Constatant ce fait et le verbalisant, ledit médecin à dû sans doutes fouiller ses poches, ou sa mallette en faux cuir vieilli et résolument vide, à la recherche du sésame des décédés. Petit formulaire bleu signant définitivement l'avis de mort oralement énoncé quelques instants plus tôt,qui ne pèse pas grand chose, qui ne sert pas souvent, mais que tout médecin se doit d'avoir en toute circonstance. A fortiori quand il se rend à domicile constater un décès.

Notre bon médecin du jour, sous le coup de l'émotion sans doutes (avouons le, oui, ok. Un bon médecin est là pour soigner les maux, et non signer les morts. Manque de pratique ? Refus de voir la réalité ? Ou mauvaise nuit ? Qu'importe) sous le coup donc d'on ne saura jamais quoi, n'a pas pris soin d'avoir sur lui, son sésame à défunt, certificat de décès de son état. Qu'à cela ne tienne, la mairie, tout bon médecin sait ça, en détient !

Mais pourquoi ces mots aujourd'hui ? Pourquoi cet écrit et cette introduction sous un air azimuté ?
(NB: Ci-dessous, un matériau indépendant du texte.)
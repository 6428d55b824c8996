//! Analytics events emitted for ad lifecycle transitions
//!
//! Delegates build one [`AdAnalyticsEvent`] per SDK callback and hand it to an
//! [`AnalyticsSink`]. Sinks are fire-and-forget: they must not block and
//! their failures never reach the coordinators.

use crate::types::{AdFormat, Reward};
use chrono::{DateTime, Utc};
use parking_lot::Mutex;
use serde::{Deserialize, Serialize};
use std::fmt;

/// Placeholder for empty currency codes and reward labels
pub const UNKNOWN_LABEL: &str = "unknown";

/// Broad grouping of analytics events
#[derive(Debug, Clone, Copy, PartialEq, Eq, Hash, Serialize, Deserialize)]
#[serde(rename_all = "lowercase")]
pub enum AnalyticsEventCategory {
    /// Load success / failure
    Load,
    /// Display success / failure
    Display,
    /// Click-through
    Click,
    /// Ad dismissed
    Dismiss,
    /// Revenue paid
    Revenue,
    /// Reward granted
    Reward,
    /// Ad expired while held
    Expiry,
    /// Impression recorded
    Impression,
    /// Banner expand / collapse
    View,
}

/// One analytics event
#[derive(Debug, Clone, PartialEq, Serialize, Deserialize)]
#[serde(tag = "event", rename_all = "camelCase")]
pub enum AdAnalyticsEvent {
    /// Ad loaded
    Loaded {
        /// Ad format
        format: AdFormat,
    },

    /// Ad failed to load
    LoadFailed {
        /// Ad format
        format: AdFormat,
        /// Provider error code
        error_code: i64,
    },

    /// Ad displayed
    Displayed {
        /// Ad format
        format: AdFormat,
    },

    /// Ad failed to display
    DisplayFailed {
        /// Ad format
        format: AdFormat,
        /// Provider error code
        error_code: i64,
    },

    /// Ad clicked
    Clicked {
        /// Ad format
        format: AdFormat,
    },

    /// Ad dismissed by the user
    Dismissed {
        /// Ad format
        format: AdFormat,
    },

    /// Impression revenue paid
    RevenuePaid {
        /// Ad format
        format: AdFormat,
        /// Revenue amount
        revenue: f64,
        /// Currency code
        currency: String,
    },

    /// Reward granted to the user
    RewardGranted {
        /// Ad format
        format: AdFormat,
        /// Reward amount
        amount: i64,
        /// Reward type label
        reward_type: String,
    },

    /// Held ad expired
    Expired {
        /// Ad format
        format: AdFormat,
    },

    /// Impression tracked
    ImpressionTracked {
        /// Ad format
        format: AdFormat,
    },

    /// Banner expanded
    Expanded {
        /// Ad format
        format: AdFormat,
    },

    /// Banner collapsed
    Collapsed {
        /// Ad format
        format: AdFormat,
    },
}

impl AdAnalyticsEvent {
    /// Revenue event with non-finite amounts and empty currencies sanitized
    pub fn revenue_paid(format: AdFormat, revenue: f64, currency: &str) -> Self {
        let revenue = if revenue.is_finite() { revenue } else { 0.0 };
        AdAnalyticsEvent::RevenuePaid {
            format,
            revenue,
            currency: non_empty(currency),
        }
    }

    /// Reward event with the SDK amount truncated to an integer
    pub fn reward_granted(format: AdFormat, reward: &Reward) -> Self {
        AdAnalyticsEvent::RewardGranted {
            format,
            amount: reward_amount(reward.amount),
            reward_type: non_empty(&reward.label),
        }
    }

    /// Format tag
    pub fn format(&self) -> AdFormat {
        match self {
            AdAnalyticsEvent::Loaded { format }
            | AdAnalyticsEvent::LoadFailed { format, .. }
            | AdAnalyticsEvent::Displayed { format }
            | AdAnalyticsEvent::DisplayFailed { format, .. }
            | AdAnalyticsEvent::Clicked { format }
            | AdAnalyticsEvent::Dismissed { format }
            | AdAnalyticsEvent::RevenuePaid { format, .. }
            | AdAnalyticsEvent::RewardGranted { format, .. }
            | AdAnalyticsEvent::Expired { format }
            | AdAnalyticsEvent::ImpressionTracked { format }
            | AdAnalyticsEvent::Expanded { format }
            | AdAnalyticsEvent::Collapsed { format } => *format,
        }
    }

    /// Event category
    pub fn category(&self) -> AnalyticsEventCategory {
        match self {
            AdAnalyticsEvent::Loaded { .. } | AdAnalyticsEvent::LoadFailed { .. } => {
                AnalyticsEventCategory::Load
            }
            AdAnalyticsEvent::Displayed { .. } | AdAnalyticsEvent::DisplayFailed { .. } => {
                AnalyticsEventCategory::Display
            }
            AdAnalyticsEvent::Clicked { .. } => AnalyticsEventCategory::Click,
            AdAnalyticsEvent::Dismissed { .. } => AnalyticsEventCategory::Dismiss,
            AdAnalyticsEvent::RevenuePaid { .. } => AnalyticsEventCategory::Revenue,
            AdAnalyticsEvent::RewardGranted { .. } => AnalyticsEventCategory::Reward,
            AdAnalyticsEvent::Expired { .. } => AnalyticsEventCategory::Expiry,
            AdAnalyticsEvent::ImpressionTracked { .. } => AnalyticsEventCategory::Impression,
            AdAnalyticsEvent::Expanded { .. } | AdAnalyticsEvent::Collapsed { .. } => {
                AnalyticsEventCategory::View
            }
        }
    }

    /// Flat event name recorded by the analytics backend
    pub fn name(&self) -> String {
        match self {
            AdAnalyticsEvent::Loaded { format } => format!("adDidLoad_{}", format),
            AdAnalyticsEvent::LoadFailed { format, error_code } => {
                format!("adDidFailToLoad_{}_error_{}", format, error_code)
            }
            AdAnalyticsEvent::Displayed { format } => format!("adDidDisplay_{}", format),
            AdAnalyticsEvent::DisplayFailed { format, error_code } => {
                format!("adDidFailToDisplay_{}_error_{}", format, error_code)
            }
            AdAnalyticsEvent::Clicked { format } => format!("adDidClick_{}", format),
            AdAnalyticsEvent::Dismissed { format } => format!("adDidDismiss_{}", format),
            AdAnalyticsEvent::RevenuePaid {
                format,
                revenue,
                currency,
            } => format!("adRevenuePaid_{}_{}_{:?}", format, currency, revenue),
            AdAnalyticsEvent::RewardGranted {
                format,
                amount,
                reward_type,
            } => format!("adDidRewardUser_{}_{}_{}", format, reward_type, amount),
            AdAnalyticsEvent::Expired { format } => format!("adExpired_{}", format),
            AdAnalyticsEvent::ImpressionTracked { format } => {
                format!("adImpressionTracked_{}", format)
            }
            AdAnalyticsEvent::Expanded { format } => format!("adDidExpand_{}", format),
            AdAnalyticsEvent::Collapsed { format } => format!("adDidCollapse_{}", format),
        }
    }
}

impl fmt::Display for AdAnalyticsEvent {
    fn fmt(&self, f: &mut fmt::Formatter<'_>) -> fmt::Result {
        f.write_str(&self.name())
    }
}

fn non_empty(label: &str) -> String {
    let trimmed = label.trim();
    if trimmed.is_empty() {
        UNKNOWN_LABEL.to_string()
    } else {
        trimmed.to_string()
    }
}

fn reward_amount(amount: f64) -> i64 {
    if !amount.is_finite() {
        return 0;
    }
    // `as` saturates at the i64 bounds
    amount.trunc() as i64
}

/// Receiver of analytics events
pub trait AnalyticsSink: Send + Sync {
    /// Record one event
    fn track(&self, event: AdAnalyticsEvent);
}

/// Sink that writes events to the tracing log
#[derive(Debug, Default, Clone, Copy)]
pub struct TracingAnalyticsSink;

impl AnalyticsSink for TracingAnalyticsSink {
    fn track(&self, event: AdAnalyticsEvent) {
        tracing::info!(
            event = %event.name(),
            category = ?event.category(),
            format = %event.format(),
            "Ad analytics event"
        );
    }
}

/// Event captured by [`MemoryAnalyticsSink`]
#[derive(Debug, Clone, PartialEq, Serialize)]
pub struct RecordedEvent {
    /// Wall-clock time the event was tracked
    pub tracked_at: DateTime<Utc>,

    /// The event
    pub event: AdAnalyticsEvent,
}

/// Sink that keeps every event in memory
#[derive(Debug, Default)]
pub struct MemoryAnalyticsSink {
    events: Mutex<Vec<RecordedEvent>>,
}

impl MemoryAnalyticsSink {
    /// Create new empty sink
    pub fn new() -> Self {
        Self::default()
    }

    /// Events tracked so far, oldest first
    pub fn events(&self) -> Vec<AdAnalyticsEvent> {
        self.events.lock().iter().map(|r| r.event.clone()).collect()
    }

    /// Event names tracked so far, oldest first
    pub fn names(&self) -> Vec<String> {
        self.events.lock().iter().map(|r| r.event.name()).collect()
    }

    /// Drain recorded events
    pub fn take(&self) -> Vec<RecordedEvent> {
        std::mem::take(&mut *self.events.lock())
    }

    /// Serialize recorded events as JSON lines
    pub fn to_json_lines(&self) -> serde_json::Result<String> {
        let events = self.events.lock();
        let mut out = String::new();
        for recorded in events.iter() {
            out.push_str(&serde_json::to_string(recorded)?);
            out.push('\n');
        }
        Ok(out)
    }
}

impl AnalyticsSink for MemoryAnalyticsSink {
    fn track(&self, event: AdAnalyticsEvent) {
        self.events.lock().push(RecordedEvent {
            tracked_at: Utc::now(),
            event,
        });
    }
}

#[cfg(test)]
mod tests {
    use super::*;

    #[test]
    fn test_event_names() {
        let fail = AdAnalyticsEvent::LoadFailed {
            format: AdFormat::Interstitial,
            error_code: -5001,
        };
        assert_eq!(fail.name(), "adDidFailToLoad_interstitial_error_-5001");
        assert_eq!(fail.category(), AnalyticsEventCategory::Load);

        let dismiss = AdAnalyticsEvent::Dismissed {
            format: AdFormat::AppOpen,
        };
        assert_eq!(dismiss.name(), "adDidDismiss_appOpen");

        let expand = AdAnalyticsEvent::Expanded {
            format: AdFormat::Banner,
        };
        assert_eq!(expand.name(), "adDidExpand_banner");
        assert_eq!(expand.category(), AnalyticsEventCategory::View);
    }

    #[test]
    fn test_revenue_event_name() {
        let event = AdAnalyticsEvent::revenue_paid(AdFormat::Native, 0.0125, "USD");
        assert_eq!(event.name(), "adRevenuePaid_native_USD_0.0125");
        assert_eq!(event.category(), AnalyticsEventCategory::Revenue);
    }

    #[test]
    fn test_malformed_revenue_is_sanitized() {
        let event = AdAnalyticsEvent::revenue_paid(AdFormat::Native, f64::NAN, "  ");
        assert_eq!(
            event,
            AdAnalyticsEvent::RevenuePaid {
                format: AdFormat::Native,
                revenue: 0.0,
                currency: UNKNOWN_LABEL.to_string(),
            }
        );
    }

    #[test]
    fn test_reward_amount_truncates_and_saturates() {
        let coins = Reward::new(12.9, "coins");
        assert_eq!(
            AdAnalyticsEvent::reward_granted(AdFormat::RewardedVideo, &coins).name(),
            "adDidRewardUser_rewardedVideo_coins_12"
        );

        let huge = Reward::new(1e300, "gems");
        match AdAnalyticsEvent::reward_granted(AdFormat::RewardedVideo, &huge) {
            AdAnalyticsEvent::RewardGranted { amount, .. } => assert_eq!(amount, i64::MAX),
            other => panic!("unexpected event: {other:?}"),
        }

        let broken = Reward::new(f64::INFINITY, "");
        match AdAnalyticsEvent::reward_granted(AdFormat::RewardedVideo, &broken) {
            AdAnalyticsEvent::RewardGranted {
                amount,
                reward_type,
                ..
            } => {
                assert_eq!(amount, 0);
                assert_eq!(reward_type, UNKNOWN_LABEL);
            }
            other => panic!("unexpected event: {other:?}"),
        }
    }

    #[test]
    fn test_memory_sink_records_in_order() {
        let sink = MemoryAnalyticsSink::new();
        sink.track(AdAnalyticsEvent::Displayed {
            format: AdFormat::Interstitial,
        });
        sink.track(AdAnalyticsEvent::Dismissed {
            format: AdFormat::Interstitial,
        });

        assert_eq!(
            sink.names(),
            vec!["adDidDisplay_interstitial", "adDidDismiss_interstitial"]
        );

        let json = sink.to_json_lines().unwrap();
        assert_eq!(json.lines().count(), 2);
        assert!(json.contains("\"event\":\"displayed\""));

        assert_eq!(sink.take().len(), 2);
        assert!(sink.events().is_empty());
    }
}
Parce que, ma bonne dame, plutôt que de déplacer ses basques vides de médecin tête en l'air, notre bon (méthode Coué pour ne pas l'assommer de grossièretés) docteur a préféré envoyer la veuve fraîchement éplorée, réclamer un papier qu'elle ne goûtait même pas.

Il aura fallu quelques minutes d'investigations et de questions sensibles pour enfin comprendre et, choqué, lui remettre ce putain de certificat, ce putain de papier bleu qu'elle maudira jusqu'à la mort, la sienne. Ruminer, exploser intérieurement et lui dire finalement, que c'était son job à ce foutu médecin, d'avoir ce papelard sur lui, ou bien de venir le chercher par lui-même. Qu'il ne peut être remis qu'à un médecin, et pour cause : non content des informations confidentielles qu'il contient, il est aussi le symbole de l'arrêt brutal d'une vie et du démarrage d'une douloureuse série administrative. Il est le premier papier qui déclenche toute la procédure qui précède le deuil. Et aujourd'hui, mon azimutée, elle avait bien mieux à faire que de s'occuper d'assurer les arrières d'un médecin pas prévoyant.

Le premier boulot d'un médecin, c'est de soigner les vivants. En n'assumant pas également sa job auprès d'un mort, celui-là a juste commencé à enterrer un vivant. Chapeau bas monsieur.